七海は店員に向けてピースをするように二本の指を立てて満面の笑みを浮かべる。


「あの、ここ限定のパフェってまだありますか?」

「はい! まだ大丈夫ですよ!」

「やったー! 先輩、早く注文しましょ!」


まだ席に案内もされていないのに奥へ入ろうとする七海に対し、迎えてくれた店員は「すみません」と声をかけた。


「あのー、お客様。一応確認ですが……」

バツの悪そうな顔つきのまま店員が七海に話しかける。


「――限定メニューはカップルのみ対象となりますが……?」

「へ?」


先ほどまでのウキウキと興奮した表情とは一変、血の気の引いた真っ青な顔に変化していく。

唇を震えさせて慌てる七海に対し、裕作は冷静に店内を覗き込む。

すると、席に座っている客の殆どは男女のペアで、見た限りでは男同士のペアは裕作たちだけになる。
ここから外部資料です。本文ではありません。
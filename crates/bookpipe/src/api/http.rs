//! reqwest-backed implementation of [`PublishingApi`].

use std::time::Duration;

use async_trait::async_trait;
use log::debug;
use reqwest::{Client, RequestBuilder};
use secrecy::ExposeSecret;
use serde::de::DeserializeOwned;
use serde::Serialize;

use crate::config::schema::ApiSettings;

use super::credentials::KdpCredentials;
use super::error::{classify_status, ApiError, ApiResult};
use super::types::{
    BookQueueResponse, BulkKdpRequest, BulkKdpResponse, CredentialsResponse,
    GenerateBookRequest, GenerationSummary, KdpLoginStatus, RemoteQueueEntry, UploadRequest,
    UploadResponse,
};
use super::PublishingApi;

const GENERATE_BOOK: &str = "generate-book";
const GENERATE_PENDING_BOOKS: &str = "generate-pending-books";
const BULK_KDP_DATA: &str = "bulk/generate-kdp-data";
const UPLOAD_BOOK: &str = "upload-book";
const BOOK_QUEUE: &str = "book-queue";
const KDP_LOGIN_STATUS: &str = "kdp-login-status";
const CONFIG: &str = "config";

#[derive(Serialize)]
struct CredentialsBody<'a> {
    kdp_email: &'a str,
    kdp_password: &'a str,
}

/// Talks to the publishing backend over HTTP.
///
/// Status endpoints (`kdp-login-status`, `book-queue`) carry a request
/// timeout. Job endpoints do not: a generation legitimately runs for minutes.
pub struct HttpPublishingApi {
    client: Client,
    base_url: String,
    status_timeout: Duration,
}

impl HttpPublishingApi {
    /// Creates a client from API settings.
    pub fn new(settings: &ApiSettings) -> ApiResult<Self> {
        let client = Client::builder()
            .connect_timeout(Duration::from_secs(settings.connect_timeout_secs))
            .build()
            .map_err(|e| ApiError::Transport {
                endpoint: settings.base_url.clone(),
                message: format!("Failed to create HTTP client: {}", e),
            })?;

        Ok(Self {
            client,
            base_url: settings.base_url.trim_end_matches('/').to_string(),
            status_timeout: Duration::from_secs(settings.status_timeout_secs),
        })
    }

    /// Builds the absolute URL for an endpoint.
    pub fn endpoint_url(&self, endpoint: &str) -> String {
        format!("{}/{}", self.base_url, endpoint.trim_start_matches('/'))
    }

    async fn send<T: DeserializeOwned>(
        &self,
        endpoint: &str,
        request: RequestBuilder,
    ) -> ApiResult<T> {
        debug!("Calling {}", endpoint);

        let response = request
            .send()
            .await
            .map_err(|e| ApiError::from_reqwest(endpoint, &e))?;

        let status = response.status();
        if !status.is_success() {
            let body = response.text().await.unwrap_or_default();
            return Err(classify_status(endpoint, status.as_u16(), &body));
        }

        response
            .json::<T>()
            .await
            .map_err(|e| ApiError::Decode {
                endpoint: endpoint.to_string(),
                message: e.to_string(),
            })
    }

    async fn get_status<T: DeserializeOwned>(&self, endpoint: &str) -> ApiResult<T> {
        let request = self
            .client
            .get(self.endpoint_url(endpoint))
            .timeout(self.status_timeout);
        self.send(endpoint, request).await
    }

    async fn post_job<B: Serialize + ?Sized, T: DeserializeOwned>(
        &self,
        endpoint: &str,
        body: &B,
    ) -> ApiResult<T> {
        let request = self.client.post(self.endpoint_url(endpoint)).json(body);
        self.send(endpoint, request).await
    }
}

#[async_trait]
impl PublishingApi for HttpPublishingApi {
    async fn generate_book(&self, request: &GenerateBookRequest) -> ApiResult<GenerationSummary> {
        self.post_job(GENERATE_BOOK, request).await
    }

    async fn generate_pending_books(&self) -> ApiResult<GenerationSummary> {
        self.post_job(GENERATE_PENDING_BOOKS, &serde_json::json!({}))
            .await
    }

    async fn generate_kdp_data(&self, book_ids: &[String]) -> ApiResult<BulkKdpResponse> {
        self.post_job(BULK_KDP_DATA, &BulkKdpRequest { book_ids })
            .await
    }

    async fn upload_book(&self, book_id: &str) -> ApiResult<UploadResponse> {
        self.post_job(UPLOAD_BOOK, &UploadRequest { book_id }).await
    }

    async fn book_queue(&self) -> ApiResult<Vec<RemoteQueueEntry>> {
        let response: BookQueueResponse = self.get_status(BOOK_QUEUE).await?;
        Ok(response.book_queue)
    }

    async fn kdp_login_status(&self) -> ApiResult<KdpLoginStatus> {
        self.get_status(KDP_LOGIN_STATUS).await
    }

    async fn submit_credentials(
        &self,
        credentials: &KdpCredentials,
    ) -> ApiResult<CredentialsResponse> {
        let body = CredentialsBody {
            kdp_email: &credentials.email,
            kdp_password: credentials.password.expose_secret(),
        };
        let request = self
            .client
            .post(self.endpoint_url(CONFIG))
            .timeout(self.status_timeout)
            .json(&body);
        self.send(CONFIG, request).await
    }
}

#[cfg(test)]
mod tests {
    use super::*;

    fn settings(base_url: &str) -> ApiSettings {
        ApiSettings {
            base_url: base_url.to_string(),
            ..ApiSettings::default()
        }
    }

    #[test]
    fn test_endpoint_url_joins_cleanly() {
        let api = HttpPublishingApi::new(&settings("http://localhost:8000/api/")).unwrap();
        assert_eq!(
            api.endpoint_url("book-queue"),
            "http://localhost:8000/api/book-queue"
        );
        assert_eq!(
            api.endpoint_url("/bulk/generate-kdp-data"),
            "http://localhost:8000/api/bulk/generate-kdp-data"
        );
    }

    #[tokio::test]
    async fn test_unreachable_backend_is_retryable() {
        // Port 9 (discard) is not expected to accept HTTP connections.
        let api = HttpPublishingApi::new(&ApiSettings {
            base_url: "http://127.0.0.1:9".to_string(),
            connect_timeout_secs: 1,
            status_timeout_secs: 1,
        })
        .unwrap();

        let err = api.kdp_login_status().await.unwrap_err();
        assert!(err.is_retryable(), "unexpected error: {err:?}");
    }
}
そう、七海が聞いていた限定パフェはカップル限定の特別メニューだったのだ。


その事実を知った七海は、両手で頭を抱え何かを考えているようだ。


「七海……流石に……?」

「ま、待ってください。今名案を……」


ギリギリ聞こえない小さな声で話し合っているが、その姿を困った様子で目の前の店員は見つめている。

これ以上店の入り口でいても迷惑になるかもと、裕作は彼を連れて出て行こうとした矢先、七海はポンっと拳と手の平をを合わせた。


「これしかない!」


云々と思考を巡らせ、考え出した結論。


それは――


「……いえ、問題ありません」


七海は太く逞しく裕作の腕をギュッと抱き寄せて、恥ずかしそうな表情を見せながら店員にこう言った。


「ぼ、いや。ウチと先輩はカップルです!」

七海はゴリ押すことにしたらしい。